# [ASSIGNMENT]
Return the lines of the data below in which the string "result" occurs.

Data excerpts:
'''

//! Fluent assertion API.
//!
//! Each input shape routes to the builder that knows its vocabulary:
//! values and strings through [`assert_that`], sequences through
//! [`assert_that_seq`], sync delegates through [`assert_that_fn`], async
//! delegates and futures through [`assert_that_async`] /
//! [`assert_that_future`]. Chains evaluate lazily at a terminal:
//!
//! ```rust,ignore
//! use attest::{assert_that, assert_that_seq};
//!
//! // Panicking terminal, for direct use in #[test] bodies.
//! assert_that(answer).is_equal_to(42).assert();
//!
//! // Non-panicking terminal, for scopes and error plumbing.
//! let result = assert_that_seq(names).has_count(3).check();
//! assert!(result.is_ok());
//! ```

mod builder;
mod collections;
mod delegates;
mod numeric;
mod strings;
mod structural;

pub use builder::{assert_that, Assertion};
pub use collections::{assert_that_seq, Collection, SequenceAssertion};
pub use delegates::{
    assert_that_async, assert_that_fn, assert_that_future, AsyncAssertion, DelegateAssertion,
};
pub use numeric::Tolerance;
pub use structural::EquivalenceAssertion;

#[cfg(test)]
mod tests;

'''

# [YOUR RESPONSE]
//! let result = assert_that_seq(names).has_count(3).check();
//! assert!(result.is_ok());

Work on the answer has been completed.